Given the sequence 1, 2, 4, 7, 11, 16, what comes next?

Most people do not solve this by memorizing the numbers. They look for the rule. The differences are 1, 2, 3, 4, 5, so the next difference should be 6, and the next term should be 22. In symbolic form, the sequence follows a recurrence relation: each term depends on earlier terms and the current index.

That small puzzle captures the core idea of Deep Symbolic Regression for Recurrent Sequences. The paper asks whether a Transformer can look at the first few terms of a sequence and infer the symbolic rule that generated it.

This is different from ordinary sequence prediction. A numeric model might simply predict the next few values. A symbolic model tries to recover the formula. If it succeeds, it can extrapolate much farther, because it has learned the mechanism rather than only the next step.

That distinction is what makes the work interesting. The authors are not just asking a neural network to continue a pattern. They are asking it to translate numbers into mathematical structure.

Methods

The problem can be stated simply: given the first terms of a sequence, find a function that can generate the rest.

More formally, the model sees a sequence (u_0, …, u_{n-1}) and tries to infer a recurrence relation of the form:

[ u_i = f(i, u_{i-1}, …, u_{i-d}) ]

Here, (d) is the recurrence degree. A degree of 1 means the next term depends only on the previous term. A larger degree means the rule may depend on several earlier terms.

This problem is naturally underdetermined. Many different formulas can fit a short list of numbers. So the model is encouraged, through the way the training data is generated, to prefer simpler explanations. This is the same spirit as Occam’s razor: if multiple rules explain the observed sequence, the simpler one is usually the more useful hypothesis.

The authors study two kinds of sequences:

integer sequences, using operations such as addition, multiplication, modulo, and integer division;
float sequences, using a larger vocabulary that includes division, square root, logarithms, exponentials, and trigonometric functions.

The float setting is harder because the operator space is larger and numerical precision matters more.

The paper compares two tasks.

In symbolic regression, the Transformer predicts the recurrence relation itself. That predicted formula is then evaluated by using it to generate future terms.

In numeric regression, the model directly predicts the next values without producing a formula. This is closer to ordinary sequence extrapolation.

The difference is subtle but important. Numeric prediction can work well for the next term or two, but errors often grow as the model extrapolates farther. Symbolic prediction has a higher bar: it must find the right rule. But once it does, it can keep generating the sequence with high precision.

Data generation

The models are trained on synthetic sequences. Each training example is created by randomly generating a recurrence relation, sampling initial values, and then computing the resulting sequence.

The process works roughly as follows:

Determine the number of operators o by randomly choosing a value between 1 and o_{max}. Then, construct a unary-binary tree with o nodes.
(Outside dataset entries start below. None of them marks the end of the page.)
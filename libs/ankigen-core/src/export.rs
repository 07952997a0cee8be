//! Export writer for card files.

use std::io::Write;

use crate::error::ExportError;
use crate::types::Card;

/// Write cards as delimited rows, one card per row, no header.
///
/// Standard CSV quoting is applied, so a question or answer containing the
/// delimiter, a quote, or a newline survives a re-parse with the same
/// delimiter. An empty sequence writes nothing. Overwrite policy is the
/// caller's concern.
pub fn write_cards<W: Write>(cards: &[Card], writer: W, delimiter: u8) -> Result<(), ExportError> {
    let mut builder = csv::WriterBuilder::new();
    builder.has_headers(false).delimiter(delimiter);
    // Rows end with the destination platform's native newline.
    #[cfg(windows)]
    builder.terminator(csv::Terminator::CRLF);
    let mut csv_writer = builder.from_writer(writer);

    for card in cards {
        csv_writer.write_record([card.question.as_str(), card.answer.as_str()])?;
    }
    csv_writer.flush()?;

    Ok(())
}

#[cfg(test)]
mod tests {
    use super::*;
    use crate::import::parse_delimited;
    use pretty_assertions::assert_eq;

    #[cfg(windows)]
    const EOL: &str = "\r\n";
    #[cfg(not(windows))]
    const EOL: &str = "\n";

    fn write_to_string(cards: &[Card], delimiter: u8) -> String {
        let mut buf = Vec::new();
        write_cards(cards, &mut buf, delimiter).unwrap();
        String::from_utf8(buf).unwrap()
    }

    #[test]
    fn writes_one_row_per_card_with_native_line_ending() {
        let cards = vec![Card::new("q1", "a1"), Card::new("q2", "a2")];
        assert_eq!(write_to_string(&cards, b';'), format!("q1;a1{EOL}q2;a2{EOL}"));
    }

    #[test]
    fn empty_sequence_writes_nothing() {
        assert_eq!(write_to_string(&[], b';'), "");
    }

    #[test]
    fn embedded_delimiter_is_quoted() {
        let cards = vec![Card::new("a;b", "c")];
        assert_eq!(write_to_string(&cards, b';'), format!("\"a;b\";c{EOL}"));
    }

    #[test]
    fn round_trips_through_import() {
        let cards = vec![
            Card::new("contains;the delimiter", "and a \"quote\""),
            Card::new("multi\nline question", "plain answer"),
        ];
        let written = write_to_string(&cards, b';');
        assert_eq!(parse_delimited(&written, b';'), cards);
    }
}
The complexity of the resulting expression is directly related to the number of operators.
Populate the tree’s nodes with operators selected from those listed in Table above. It’s important to note that the tasks involving float sequences incorporate a wider variety of operators than those with integer sequences, thus broadening the scope of challenges by increasing the problem space.
Choose a value for the recurrence degree d through random selection between 1 and d_{max}. This degree indicates the depth of recurrence; for instance, a degree of 2 signifies that u_{n+1} is dependent on u_n and u_{n-1}.
Decide what occupies the tree’s leaves by sampling: a constant with probability p_{const}, the current index n with probability p_n, or a preceding term of the sequence u_{n-i} (where i ranges from 1 to d) with probability p_{var}.
After determining the deepest leaf u_{n-i} in step 4, adjust the true recurrence degree d accordingly. Then, generate d initial terms of the sequence from a specified random distribution P.
Select a length l randomly between l_{min} and l_{max} and calculate the subsequent l terms based on the initial conditions set. The effective input sequence length is thus n_{input} = d_{eff} + l.

Encodings

Transformers work with tokens, so numbers and formulas must be converted into token sequences.
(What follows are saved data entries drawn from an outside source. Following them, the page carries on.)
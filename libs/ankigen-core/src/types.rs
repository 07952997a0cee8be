//! Core types for card import, export, and generation.

use serde::{Deserialize, Serialize};

/// One flashcard: a question/answer pair.
///
/// Cards are value-like and immutable once created; their only identity is
/// their position in a sequence, which is preserved from import or
/// generation through to export.
#[derive(Debug, Clone, PartialEq, Eq, Serialize, Deserialize)]
pub struct Card {
    pub question: String,
    pub answer: String,
}

impl Card {
    pub fn new(question: impl Into<String>, answer: impl Into<String>) -> Self {
        Self {
            question: question.into(),
            answer: answer.into(),
        }
    }
}

/// Default number of cards requested per generation.
pub const DEFAULT_CARD_COUNT: usize = 10;

/// Configuration for one generation prompt.
///
/// Built once per LLM call and not persisted.
#[derive(Debug, Clone, Serialize, Deserialize)]
pub struct GenerationRequest {
    /// Topic the cards should cover.
    pub topic: String,
    /// How many cards to ask for.
    pub count: usize,
    /// Custom formatting instructions; the default exam-style JSON
    /// instructions are substituted when absent.
    #[serde(skip_serializing_if = "Option::is_none")]
    pub format_instructions: Option<String>,
}

impl GenerationRequest {
    /// Create a request for the default number of cards.
    pub fn new(topic: impl Into<String>) -> Self {
        Self {
            topic: topic.into(),
            count: DEFAULT_CARD_COUNT,
            format_instructions: None,
        }
    }

    pub fn with_count(mut self, count: usize) -> Self {
        self.count = count;
        self
    }

    pub fn with_format_instructions(mut self, instructions: impl Into<String>) -> Self {
        self.format_instructions = Some(instructions.into());
        self
    }
}

#[cfg(test)]
mod tests {
    use super::*;
    use pretty_assertions::assert_eq;

    #[test]
    fn request_defaults_to_ten_cards() {
        let request = GenerationRequest::new("Rust ownership");
        assert_eq!(request.count, 10);
        assert_eq!(request.format_instructions, None);
    }

    #[test]
    fn request_builders_override_defaults() {
        let request = GenerationRequest::new("anatomy")
            .with_count(25)
            .with_format_instructions("short answers only");
        assert_eq!(request.count, 25);
        assert_eq!(
            request.format_instructions.as_deref(),
            Some("short answers only")
        );
    }
}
Integers are represented using a base notation. Each integer becomes a sequence of tokens: a sign token followed by digit tokens. The base choice creates a tradeoff. A small base gives longer token sequences, while a large base increases the vocabulary size.

Floats are encoded with sign, mantissa, and exponent tokens. This lets the model process real-valued sequences while keeping the vocabulary finite.

Mathematical expressions are encoded in prefix notation. For example, an expression like cos(3x) can be represented as:

[cos, mul, 3, x]

This representation turns a formula tree into a sequence the Transformer can read and generate.

Results

The symbolic model extrapolates further and with higher precision than the numeric model

The in-distribution results show the value of predicting formulas instead of only values. For generated integer sequences with up to 10 operators, the symbolic model reached higher accuracy than the numeric model. The advantage was even clearer for float sequences, where symbolic prediction handled high-precision extrapolation better.

The reason is intuitive. If a numeric model predicts the next values directly, every additional future step is another chance for error. If a symbolic model recovers the correct recurrence relation, it can keep applying the rule.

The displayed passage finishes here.